[Records contained in a dataset]
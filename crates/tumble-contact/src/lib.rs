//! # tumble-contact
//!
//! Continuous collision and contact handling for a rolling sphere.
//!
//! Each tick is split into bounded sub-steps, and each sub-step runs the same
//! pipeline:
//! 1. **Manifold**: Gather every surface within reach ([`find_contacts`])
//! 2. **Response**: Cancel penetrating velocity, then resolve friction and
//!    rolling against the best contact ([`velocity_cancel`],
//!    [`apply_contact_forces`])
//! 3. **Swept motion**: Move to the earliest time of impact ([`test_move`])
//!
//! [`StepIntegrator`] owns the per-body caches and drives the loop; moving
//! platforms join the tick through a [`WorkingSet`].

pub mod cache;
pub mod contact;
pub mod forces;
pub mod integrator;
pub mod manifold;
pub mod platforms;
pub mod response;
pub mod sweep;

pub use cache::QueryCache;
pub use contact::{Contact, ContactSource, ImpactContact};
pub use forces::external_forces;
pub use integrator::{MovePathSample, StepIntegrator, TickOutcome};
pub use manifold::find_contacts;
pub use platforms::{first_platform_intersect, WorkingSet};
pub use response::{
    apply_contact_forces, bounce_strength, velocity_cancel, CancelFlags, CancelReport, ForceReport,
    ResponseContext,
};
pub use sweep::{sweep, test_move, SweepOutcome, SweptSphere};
==
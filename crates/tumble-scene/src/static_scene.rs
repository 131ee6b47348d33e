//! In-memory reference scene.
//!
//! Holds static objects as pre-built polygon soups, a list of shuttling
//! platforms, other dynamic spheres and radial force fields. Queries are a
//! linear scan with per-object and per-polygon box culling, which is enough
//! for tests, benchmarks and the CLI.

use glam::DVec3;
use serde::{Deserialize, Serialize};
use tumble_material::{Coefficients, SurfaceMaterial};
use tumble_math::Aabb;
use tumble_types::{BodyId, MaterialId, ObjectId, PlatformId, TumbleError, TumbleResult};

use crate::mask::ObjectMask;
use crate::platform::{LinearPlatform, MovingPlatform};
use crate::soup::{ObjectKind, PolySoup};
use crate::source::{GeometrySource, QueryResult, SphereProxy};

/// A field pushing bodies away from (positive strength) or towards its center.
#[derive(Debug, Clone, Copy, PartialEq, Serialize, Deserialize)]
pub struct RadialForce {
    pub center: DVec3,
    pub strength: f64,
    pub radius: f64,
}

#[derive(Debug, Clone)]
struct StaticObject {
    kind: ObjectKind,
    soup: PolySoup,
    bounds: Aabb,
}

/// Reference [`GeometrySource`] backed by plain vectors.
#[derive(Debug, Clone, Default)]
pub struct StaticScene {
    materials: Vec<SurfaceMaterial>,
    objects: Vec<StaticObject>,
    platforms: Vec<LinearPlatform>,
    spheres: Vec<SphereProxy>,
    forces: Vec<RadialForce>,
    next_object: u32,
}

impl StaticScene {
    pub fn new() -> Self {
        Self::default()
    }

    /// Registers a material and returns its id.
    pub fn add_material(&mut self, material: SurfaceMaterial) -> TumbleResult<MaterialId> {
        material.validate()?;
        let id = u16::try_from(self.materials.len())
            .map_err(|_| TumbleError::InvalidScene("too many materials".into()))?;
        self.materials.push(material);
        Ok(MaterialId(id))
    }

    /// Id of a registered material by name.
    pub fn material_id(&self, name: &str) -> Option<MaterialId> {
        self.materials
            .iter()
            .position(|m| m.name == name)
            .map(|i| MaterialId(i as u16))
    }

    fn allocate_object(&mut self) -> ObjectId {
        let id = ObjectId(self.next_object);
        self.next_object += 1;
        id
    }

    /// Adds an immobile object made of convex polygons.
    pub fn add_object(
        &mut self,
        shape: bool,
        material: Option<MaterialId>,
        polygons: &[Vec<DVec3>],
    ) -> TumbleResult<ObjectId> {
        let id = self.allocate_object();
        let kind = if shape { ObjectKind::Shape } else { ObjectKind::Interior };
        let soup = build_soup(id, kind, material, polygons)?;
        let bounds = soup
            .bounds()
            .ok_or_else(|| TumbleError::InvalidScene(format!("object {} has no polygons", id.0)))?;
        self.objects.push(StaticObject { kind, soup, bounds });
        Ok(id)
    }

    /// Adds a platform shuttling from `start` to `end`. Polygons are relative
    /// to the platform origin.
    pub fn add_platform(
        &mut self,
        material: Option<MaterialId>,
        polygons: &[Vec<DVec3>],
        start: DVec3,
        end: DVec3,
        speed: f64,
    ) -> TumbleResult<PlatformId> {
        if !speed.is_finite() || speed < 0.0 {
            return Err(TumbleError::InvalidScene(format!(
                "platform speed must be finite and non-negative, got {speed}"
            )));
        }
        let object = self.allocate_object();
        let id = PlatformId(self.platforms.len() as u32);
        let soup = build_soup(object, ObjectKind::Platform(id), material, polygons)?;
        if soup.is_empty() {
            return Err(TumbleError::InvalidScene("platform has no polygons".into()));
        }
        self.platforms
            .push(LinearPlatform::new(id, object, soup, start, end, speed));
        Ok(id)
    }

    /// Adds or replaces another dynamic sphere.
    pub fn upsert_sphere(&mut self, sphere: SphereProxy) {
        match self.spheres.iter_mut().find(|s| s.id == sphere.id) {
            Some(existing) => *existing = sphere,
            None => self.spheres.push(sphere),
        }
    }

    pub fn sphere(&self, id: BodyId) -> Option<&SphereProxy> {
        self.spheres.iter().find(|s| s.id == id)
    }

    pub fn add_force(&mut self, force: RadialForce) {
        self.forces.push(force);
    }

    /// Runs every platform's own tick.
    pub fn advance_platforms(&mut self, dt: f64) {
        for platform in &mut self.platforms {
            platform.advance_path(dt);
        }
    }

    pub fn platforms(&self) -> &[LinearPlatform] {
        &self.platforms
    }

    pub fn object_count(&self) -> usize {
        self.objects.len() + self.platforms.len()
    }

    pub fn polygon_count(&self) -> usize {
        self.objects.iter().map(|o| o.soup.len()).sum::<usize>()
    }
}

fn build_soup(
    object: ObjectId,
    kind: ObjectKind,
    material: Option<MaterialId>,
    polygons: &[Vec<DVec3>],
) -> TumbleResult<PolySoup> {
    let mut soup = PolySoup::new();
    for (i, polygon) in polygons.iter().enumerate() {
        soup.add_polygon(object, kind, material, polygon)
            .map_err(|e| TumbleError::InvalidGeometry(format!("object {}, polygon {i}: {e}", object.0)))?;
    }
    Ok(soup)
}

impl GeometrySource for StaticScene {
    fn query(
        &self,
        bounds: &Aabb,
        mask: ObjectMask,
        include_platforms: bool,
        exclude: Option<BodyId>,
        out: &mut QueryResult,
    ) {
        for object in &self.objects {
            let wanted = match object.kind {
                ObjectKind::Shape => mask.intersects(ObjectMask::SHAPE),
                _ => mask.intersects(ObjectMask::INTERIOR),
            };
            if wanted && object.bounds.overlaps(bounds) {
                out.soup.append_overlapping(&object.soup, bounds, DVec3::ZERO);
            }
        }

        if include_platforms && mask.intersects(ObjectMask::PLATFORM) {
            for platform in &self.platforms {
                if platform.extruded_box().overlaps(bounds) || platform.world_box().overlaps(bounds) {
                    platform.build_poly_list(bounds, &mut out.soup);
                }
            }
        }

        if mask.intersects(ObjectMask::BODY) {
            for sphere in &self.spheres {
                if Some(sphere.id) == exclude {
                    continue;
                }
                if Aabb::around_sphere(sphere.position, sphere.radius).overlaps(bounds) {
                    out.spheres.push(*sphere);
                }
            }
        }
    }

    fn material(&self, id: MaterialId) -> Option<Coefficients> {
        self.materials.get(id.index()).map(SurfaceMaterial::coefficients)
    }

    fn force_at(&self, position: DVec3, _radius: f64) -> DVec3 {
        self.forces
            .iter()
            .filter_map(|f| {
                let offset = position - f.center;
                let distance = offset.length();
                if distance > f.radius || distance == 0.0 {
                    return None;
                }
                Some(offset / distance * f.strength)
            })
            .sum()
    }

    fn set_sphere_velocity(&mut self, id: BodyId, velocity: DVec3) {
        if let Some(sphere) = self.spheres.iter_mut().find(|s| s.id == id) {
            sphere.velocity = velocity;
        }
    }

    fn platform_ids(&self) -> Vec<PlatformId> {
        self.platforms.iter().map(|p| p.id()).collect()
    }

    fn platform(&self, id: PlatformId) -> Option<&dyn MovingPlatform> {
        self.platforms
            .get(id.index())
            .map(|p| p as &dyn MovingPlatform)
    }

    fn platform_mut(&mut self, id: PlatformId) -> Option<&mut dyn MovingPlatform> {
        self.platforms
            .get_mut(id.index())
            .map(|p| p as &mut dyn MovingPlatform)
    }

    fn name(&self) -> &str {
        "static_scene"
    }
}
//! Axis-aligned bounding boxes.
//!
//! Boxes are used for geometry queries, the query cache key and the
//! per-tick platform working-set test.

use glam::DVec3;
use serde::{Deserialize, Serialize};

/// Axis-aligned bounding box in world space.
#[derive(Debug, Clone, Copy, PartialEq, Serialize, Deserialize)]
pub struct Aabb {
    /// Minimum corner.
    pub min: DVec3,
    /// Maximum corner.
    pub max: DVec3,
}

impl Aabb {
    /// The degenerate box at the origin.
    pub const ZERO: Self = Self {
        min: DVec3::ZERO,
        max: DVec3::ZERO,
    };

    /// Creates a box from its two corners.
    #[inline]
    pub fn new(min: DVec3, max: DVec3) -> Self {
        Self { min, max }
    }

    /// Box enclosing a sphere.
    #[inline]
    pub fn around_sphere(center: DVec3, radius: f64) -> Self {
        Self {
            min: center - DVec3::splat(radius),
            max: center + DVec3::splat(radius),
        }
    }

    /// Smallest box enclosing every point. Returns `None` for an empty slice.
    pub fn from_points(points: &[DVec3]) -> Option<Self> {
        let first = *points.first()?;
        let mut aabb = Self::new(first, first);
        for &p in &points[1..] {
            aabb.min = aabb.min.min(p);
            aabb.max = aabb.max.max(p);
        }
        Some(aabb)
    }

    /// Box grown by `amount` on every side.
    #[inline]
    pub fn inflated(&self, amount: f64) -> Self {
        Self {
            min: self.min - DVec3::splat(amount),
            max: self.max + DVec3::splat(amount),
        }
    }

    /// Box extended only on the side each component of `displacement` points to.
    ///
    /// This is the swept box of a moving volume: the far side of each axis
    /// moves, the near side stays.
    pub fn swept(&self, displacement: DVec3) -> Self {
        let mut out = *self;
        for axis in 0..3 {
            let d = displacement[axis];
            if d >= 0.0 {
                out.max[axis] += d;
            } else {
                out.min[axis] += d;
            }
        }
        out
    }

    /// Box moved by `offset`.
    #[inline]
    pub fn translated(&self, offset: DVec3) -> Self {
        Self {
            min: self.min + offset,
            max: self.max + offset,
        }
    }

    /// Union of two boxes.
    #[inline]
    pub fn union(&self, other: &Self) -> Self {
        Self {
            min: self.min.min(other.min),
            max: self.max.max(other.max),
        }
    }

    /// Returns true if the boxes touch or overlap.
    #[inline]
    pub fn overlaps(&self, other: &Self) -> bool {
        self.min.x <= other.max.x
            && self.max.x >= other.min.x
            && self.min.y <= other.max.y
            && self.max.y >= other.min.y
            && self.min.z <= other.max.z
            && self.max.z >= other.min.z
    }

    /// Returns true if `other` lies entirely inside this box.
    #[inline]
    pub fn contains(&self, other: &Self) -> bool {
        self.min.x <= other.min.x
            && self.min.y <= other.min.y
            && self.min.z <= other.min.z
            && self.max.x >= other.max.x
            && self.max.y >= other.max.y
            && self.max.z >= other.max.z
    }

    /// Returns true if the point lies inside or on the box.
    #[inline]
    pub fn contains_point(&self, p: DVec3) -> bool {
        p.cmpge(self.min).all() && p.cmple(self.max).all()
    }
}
---
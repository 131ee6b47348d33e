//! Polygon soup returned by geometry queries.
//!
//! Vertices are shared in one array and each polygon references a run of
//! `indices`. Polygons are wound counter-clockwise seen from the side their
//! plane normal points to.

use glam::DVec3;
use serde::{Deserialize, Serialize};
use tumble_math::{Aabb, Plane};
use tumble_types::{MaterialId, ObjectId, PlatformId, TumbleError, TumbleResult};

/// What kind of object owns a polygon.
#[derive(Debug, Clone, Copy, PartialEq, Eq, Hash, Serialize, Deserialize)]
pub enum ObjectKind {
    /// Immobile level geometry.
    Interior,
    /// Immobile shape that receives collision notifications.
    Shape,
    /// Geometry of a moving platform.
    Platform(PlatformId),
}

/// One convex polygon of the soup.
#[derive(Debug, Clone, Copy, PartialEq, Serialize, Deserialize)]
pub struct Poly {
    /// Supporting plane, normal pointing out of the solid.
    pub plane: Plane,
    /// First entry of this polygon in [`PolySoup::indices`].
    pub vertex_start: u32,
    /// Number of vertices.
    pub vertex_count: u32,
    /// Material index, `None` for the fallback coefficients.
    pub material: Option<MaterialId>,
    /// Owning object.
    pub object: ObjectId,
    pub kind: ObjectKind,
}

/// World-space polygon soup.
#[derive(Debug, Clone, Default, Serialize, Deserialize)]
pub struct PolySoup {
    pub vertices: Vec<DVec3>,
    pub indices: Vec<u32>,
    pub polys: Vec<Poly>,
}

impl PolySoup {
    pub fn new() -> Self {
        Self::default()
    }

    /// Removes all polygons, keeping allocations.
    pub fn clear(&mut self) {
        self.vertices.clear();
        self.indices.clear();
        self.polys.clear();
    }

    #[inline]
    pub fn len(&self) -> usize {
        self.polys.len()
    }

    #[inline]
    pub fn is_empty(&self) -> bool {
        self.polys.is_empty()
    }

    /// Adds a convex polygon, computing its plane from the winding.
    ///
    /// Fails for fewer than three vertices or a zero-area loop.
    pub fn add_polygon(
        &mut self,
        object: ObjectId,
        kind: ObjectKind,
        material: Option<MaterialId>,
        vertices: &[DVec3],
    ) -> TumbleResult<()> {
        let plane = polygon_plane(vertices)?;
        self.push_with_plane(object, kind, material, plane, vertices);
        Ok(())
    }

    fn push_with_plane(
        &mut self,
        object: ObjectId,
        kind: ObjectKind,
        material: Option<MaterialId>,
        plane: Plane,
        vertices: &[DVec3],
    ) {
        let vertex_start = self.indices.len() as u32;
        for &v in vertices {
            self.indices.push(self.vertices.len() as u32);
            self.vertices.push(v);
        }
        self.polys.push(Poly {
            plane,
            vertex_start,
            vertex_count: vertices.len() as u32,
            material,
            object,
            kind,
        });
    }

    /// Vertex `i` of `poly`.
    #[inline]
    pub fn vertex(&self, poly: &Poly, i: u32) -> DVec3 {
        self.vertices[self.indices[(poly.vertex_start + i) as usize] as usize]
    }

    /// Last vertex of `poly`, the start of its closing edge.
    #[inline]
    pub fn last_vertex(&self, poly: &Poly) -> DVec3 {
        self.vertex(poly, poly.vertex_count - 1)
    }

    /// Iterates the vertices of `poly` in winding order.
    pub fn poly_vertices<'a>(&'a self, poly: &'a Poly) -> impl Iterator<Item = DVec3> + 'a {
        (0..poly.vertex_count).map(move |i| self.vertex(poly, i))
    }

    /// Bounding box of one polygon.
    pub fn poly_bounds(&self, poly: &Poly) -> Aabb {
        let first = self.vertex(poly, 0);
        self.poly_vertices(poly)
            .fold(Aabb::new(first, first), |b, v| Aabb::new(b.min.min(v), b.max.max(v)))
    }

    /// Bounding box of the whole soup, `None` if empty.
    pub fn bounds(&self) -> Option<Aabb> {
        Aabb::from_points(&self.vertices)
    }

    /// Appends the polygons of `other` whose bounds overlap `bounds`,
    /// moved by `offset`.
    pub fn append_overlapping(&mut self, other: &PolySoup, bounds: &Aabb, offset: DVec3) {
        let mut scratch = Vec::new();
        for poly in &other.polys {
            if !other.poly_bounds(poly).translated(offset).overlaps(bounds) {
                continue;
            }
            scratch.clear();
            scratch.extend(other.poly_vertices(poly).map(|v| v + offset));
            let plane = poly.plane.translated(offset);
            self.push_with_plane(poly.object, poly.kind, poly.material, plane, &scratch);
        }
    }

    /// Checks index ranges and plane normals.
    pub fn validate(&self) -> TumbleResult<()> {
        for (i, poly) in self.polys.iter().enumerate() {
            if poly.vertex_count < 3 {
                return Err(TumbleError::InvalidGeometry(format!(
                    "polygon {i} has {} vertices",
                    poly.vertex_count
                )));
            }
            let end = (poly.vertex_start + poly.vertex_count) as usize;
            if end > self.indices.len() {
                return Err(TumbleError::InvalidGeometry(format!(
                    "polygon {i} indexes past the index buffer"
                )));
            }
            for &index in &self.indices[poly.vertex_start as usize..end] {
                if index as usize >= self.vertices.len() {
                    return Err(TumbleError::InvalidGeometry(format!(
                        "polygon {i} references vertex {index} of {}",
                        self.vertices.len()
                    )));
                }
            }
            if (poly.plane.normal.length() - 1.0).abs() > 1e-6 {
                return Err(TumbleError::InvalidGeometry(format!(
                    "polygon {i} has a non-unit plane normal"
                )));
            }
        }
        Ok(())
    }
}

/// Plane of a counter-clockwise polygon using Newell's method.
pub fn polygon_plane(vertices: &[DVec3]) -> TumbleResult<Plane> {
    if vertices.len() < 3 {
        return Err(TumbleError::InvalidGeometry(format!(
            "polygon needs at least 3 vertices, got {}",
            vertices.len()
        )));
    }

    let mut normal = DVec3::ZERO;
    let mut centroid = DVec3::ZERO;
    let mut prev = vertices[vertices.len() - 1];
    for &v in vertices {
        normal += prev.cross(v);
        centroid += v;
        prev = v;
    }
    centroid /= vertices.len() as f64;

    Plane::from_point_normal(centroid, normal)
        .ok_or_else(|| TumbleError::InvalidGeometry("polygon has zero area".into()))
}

**Exercise directions:** A word-for-word copy of the lines above from the one with "for &index in" through the one with "has a non-unit", inclusive, is the only output wanted.

**Answer area:**
            for &index in &self.indices[poly.vertex_start as usize..end] {
                if index as usize >= self.vertices.len() {
                    return Err(TumbleError::InvalidGeometry(format!(
                        "polygon {i} references vertex {index} of {}",
                        self.vertices.len()
                    )));
                }
            }
            if (poly.plane.normal.length() - 1.0).abs() > 1e-6 {
                return Err(TumbleError::InvalidGeometry(format!(
                    "polygon {i} has a non-unit plane normal"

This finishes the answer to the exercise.